Saved entries
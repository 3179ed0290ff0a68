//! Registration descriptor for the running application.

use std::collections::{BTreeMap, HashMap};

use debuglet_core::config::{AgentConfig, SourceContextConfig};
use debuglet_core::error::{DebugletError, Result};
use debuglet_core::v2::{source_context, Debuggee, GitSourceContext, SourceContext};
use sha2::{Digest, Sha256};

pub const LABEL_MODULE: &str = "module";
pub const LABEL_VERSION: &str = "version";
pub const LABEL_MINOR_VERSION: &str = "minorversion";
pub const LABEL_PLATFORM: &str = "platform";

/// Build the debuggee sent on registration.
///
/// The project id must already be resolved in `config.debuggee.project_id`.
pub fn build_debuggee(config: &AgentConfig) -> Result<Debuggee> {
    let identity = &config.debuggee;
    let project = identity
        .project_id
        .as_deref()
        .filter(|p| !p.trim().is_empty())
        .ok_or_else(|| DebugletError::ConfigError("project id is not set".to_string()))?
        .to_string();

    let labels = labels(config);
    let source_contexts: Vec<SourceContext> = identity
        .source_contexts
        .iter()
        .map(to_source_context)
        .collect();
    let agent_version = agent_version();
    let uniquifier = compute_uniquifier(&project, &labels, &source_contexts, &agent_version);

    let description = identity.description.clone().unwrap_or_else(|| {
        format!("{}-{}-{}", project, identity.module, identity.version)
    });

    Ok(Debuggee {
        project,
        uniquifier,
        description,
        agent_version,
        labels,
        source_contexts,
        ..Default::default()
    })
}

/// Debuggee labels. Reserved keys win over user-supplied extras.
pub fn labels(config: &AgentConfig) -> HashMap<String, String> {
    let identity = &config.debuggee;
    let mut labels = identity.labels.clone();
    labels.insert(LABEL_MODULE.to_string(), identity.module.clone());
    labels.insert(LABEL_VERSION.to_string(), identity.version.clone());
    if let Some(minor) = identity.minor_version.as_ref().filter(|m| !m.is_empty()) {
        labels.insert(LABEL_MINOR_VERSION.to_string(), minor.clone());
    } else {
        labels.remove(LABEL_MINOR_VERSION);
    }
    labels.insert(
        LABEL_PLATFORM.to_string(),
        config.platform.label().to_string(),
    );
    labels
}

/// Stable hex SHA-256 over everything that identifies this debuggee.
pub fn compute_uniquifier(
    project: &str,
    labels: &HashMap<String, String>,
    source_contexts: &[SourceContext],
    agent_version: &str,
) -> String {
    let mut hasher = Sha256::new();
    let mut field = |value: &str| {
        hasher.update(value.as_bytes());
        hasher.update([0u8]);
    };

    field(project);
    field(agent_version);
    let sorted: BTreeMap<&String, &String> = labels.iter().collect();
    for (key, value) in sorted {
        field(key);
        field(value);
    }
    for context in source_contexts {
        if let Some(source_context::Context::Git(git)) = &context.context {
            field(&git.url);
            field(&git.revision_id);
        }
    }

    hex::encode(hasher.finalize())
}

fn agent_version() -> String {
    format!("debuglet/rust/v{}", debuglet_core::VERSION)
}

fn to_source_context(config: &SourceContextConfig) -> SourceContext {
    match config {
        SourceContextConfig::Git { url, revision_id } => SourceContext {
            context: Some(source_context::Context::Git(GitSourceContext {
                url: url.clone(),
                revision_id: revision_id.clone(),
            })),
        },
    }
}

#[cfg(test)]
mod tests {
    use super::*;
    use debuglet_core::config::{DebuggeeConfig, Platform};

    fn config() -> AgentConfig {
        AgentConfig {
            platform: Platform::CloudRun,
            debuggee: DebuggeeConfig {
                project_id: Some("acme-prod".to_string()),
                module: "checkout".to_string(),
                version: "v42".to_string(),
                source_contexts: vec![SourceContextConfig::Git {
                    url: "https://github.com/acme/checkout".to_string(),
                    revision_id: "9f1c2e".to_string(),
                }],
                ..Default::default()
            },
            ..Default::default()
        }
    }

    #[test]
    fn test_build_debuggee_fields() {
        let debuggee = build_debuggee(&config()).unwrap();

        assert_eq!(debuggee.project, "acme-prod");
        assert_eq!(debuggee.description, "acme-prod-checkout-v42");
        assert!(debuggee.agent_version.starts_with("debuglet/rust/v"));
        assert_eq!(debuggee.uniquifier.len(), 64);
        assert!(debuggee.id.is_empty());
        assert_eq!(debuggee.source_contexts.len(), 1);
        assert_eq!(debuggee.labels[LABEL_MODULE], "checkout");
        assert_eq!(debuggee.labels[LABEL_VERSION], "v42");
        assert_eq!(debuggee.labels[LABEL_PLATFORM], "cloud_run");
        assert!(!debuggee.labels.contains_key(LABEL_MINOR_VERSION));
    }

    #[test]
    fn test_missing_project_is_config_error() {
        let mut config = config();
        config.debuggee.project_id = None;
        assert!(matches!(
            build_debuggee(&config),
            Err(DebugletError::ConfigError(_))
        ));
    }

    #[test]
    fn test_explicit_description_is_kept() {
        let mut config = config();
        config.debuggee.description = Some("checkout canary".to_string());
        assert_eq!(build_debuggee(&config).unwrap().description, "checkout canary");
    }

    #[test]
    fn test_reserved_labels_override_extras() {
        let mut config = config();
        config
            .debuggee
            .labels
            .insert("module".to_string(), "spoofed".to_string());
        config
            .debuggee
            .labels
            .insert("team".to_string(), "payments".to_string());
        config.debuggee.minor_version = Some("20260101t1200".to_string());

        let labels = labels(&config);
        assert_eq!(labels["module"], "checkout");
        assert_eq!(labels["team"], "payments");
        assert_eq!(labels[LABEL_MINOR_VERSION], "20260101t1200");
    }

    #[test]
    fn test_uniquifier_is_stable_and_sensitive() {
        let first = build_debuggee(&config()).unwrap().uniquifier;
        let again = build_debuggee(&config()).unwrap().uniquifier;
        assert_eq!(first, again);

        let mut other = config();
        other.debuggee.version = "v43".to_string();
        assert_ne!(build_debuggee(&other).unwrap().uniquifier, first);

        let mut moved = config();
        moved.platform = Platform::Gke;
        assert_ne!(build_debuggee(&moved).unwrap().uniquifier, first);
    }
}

==

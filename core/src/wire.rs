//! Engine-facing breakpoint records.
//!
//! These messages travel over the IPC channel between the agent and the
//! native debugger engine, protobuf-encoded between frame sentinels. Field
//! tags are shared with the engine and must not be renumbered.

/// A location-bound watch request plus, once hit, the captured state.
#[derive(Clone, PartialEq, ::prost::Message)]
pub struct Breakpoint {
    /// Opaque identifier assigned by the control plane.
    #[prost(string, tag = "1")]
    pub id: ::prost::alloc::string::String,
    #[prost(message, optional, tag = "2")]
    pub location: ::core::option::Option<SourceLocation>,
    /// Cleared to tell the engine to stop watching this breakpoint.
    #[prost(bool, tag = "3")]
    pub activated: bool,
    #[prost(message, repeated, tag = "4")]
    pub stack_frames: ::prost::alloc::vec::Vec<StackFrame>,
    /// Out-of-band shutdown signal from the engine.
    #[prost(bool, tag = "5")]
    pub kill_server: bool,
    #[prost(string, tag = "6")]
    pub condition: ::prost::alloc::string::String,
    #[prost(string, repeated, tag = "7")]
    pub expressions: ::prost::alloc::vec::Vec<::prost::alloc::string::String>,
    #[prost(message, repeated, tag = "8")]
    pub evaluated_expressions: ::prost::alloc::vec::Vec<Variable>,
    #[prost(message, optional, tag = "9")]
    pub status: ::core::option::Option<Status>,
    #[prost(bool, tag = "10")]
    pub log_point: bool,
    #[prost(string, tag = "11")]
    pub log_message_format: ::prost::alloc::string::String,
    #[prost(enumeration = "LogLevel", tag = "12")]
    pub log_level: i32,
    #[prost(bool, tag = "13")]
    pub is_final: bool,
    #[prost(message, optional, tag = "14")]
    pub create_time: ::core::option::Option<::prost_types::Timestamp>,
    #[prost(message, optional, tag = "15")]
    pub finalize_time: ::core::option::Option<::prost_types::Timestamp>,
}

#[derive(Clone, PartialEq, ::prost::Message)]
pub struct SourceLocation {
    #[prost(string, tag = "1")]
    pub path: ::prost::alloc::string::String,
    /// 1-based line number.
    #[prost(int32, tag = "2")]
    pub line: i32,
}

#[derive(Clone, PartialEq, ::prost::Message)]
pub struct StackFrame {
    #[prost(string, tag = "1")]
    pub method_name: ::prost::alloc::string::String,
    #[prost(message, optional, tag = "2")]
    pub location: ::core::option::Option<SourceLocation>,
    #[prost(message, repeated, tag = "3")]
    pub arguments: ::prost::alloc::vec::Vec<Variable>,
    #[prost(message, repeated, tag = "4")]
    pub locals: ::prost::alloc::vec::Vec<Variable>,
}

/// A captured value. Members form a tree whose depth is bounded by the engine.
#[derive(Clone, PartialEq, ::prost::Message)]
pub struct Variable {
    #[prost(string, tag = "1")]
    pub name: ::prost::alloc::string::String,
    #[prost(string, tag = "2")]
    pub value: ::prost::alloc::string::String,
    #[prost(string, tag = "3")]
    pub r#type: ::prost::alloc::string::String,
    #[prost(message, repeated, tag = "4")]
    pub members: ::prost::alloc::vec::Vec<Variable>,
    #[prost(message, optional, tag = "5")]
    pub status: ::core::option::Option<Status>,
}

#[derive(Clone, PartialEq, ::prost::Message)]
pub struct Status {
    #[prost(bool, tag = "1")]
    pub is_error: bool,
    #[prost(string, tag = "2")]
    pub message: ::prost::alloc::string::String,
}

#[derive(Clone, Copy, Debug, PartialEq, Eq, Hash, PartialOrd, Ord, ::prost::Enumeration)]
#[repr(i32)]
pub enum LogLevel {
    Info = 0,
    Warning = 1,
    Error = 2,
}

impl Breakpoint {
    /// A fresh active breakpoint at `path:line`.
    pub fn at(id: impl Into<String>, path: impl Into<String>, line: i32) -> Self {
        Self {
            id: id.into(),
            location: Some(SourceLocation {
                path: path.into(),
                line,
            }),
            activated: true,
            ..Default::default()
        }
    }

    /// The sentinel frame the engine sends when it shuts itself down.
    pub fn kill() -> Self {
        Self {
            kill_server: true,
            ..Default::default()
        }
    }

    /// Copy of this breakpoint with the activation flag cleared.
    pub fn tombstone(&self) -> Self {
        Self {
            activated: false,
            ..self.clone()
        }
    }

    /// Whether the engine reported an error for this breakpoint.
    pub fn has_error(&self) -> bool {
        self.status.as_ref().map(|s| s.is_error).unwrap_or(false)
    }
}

> Prompt:
Only lines holding the word "sorted" belong in the answer; copy all of them from the records.

> Written answer:
    let sorted: BTreeMap<&String, &String> = labels.iter().collect();
    for (key, value) in sorted {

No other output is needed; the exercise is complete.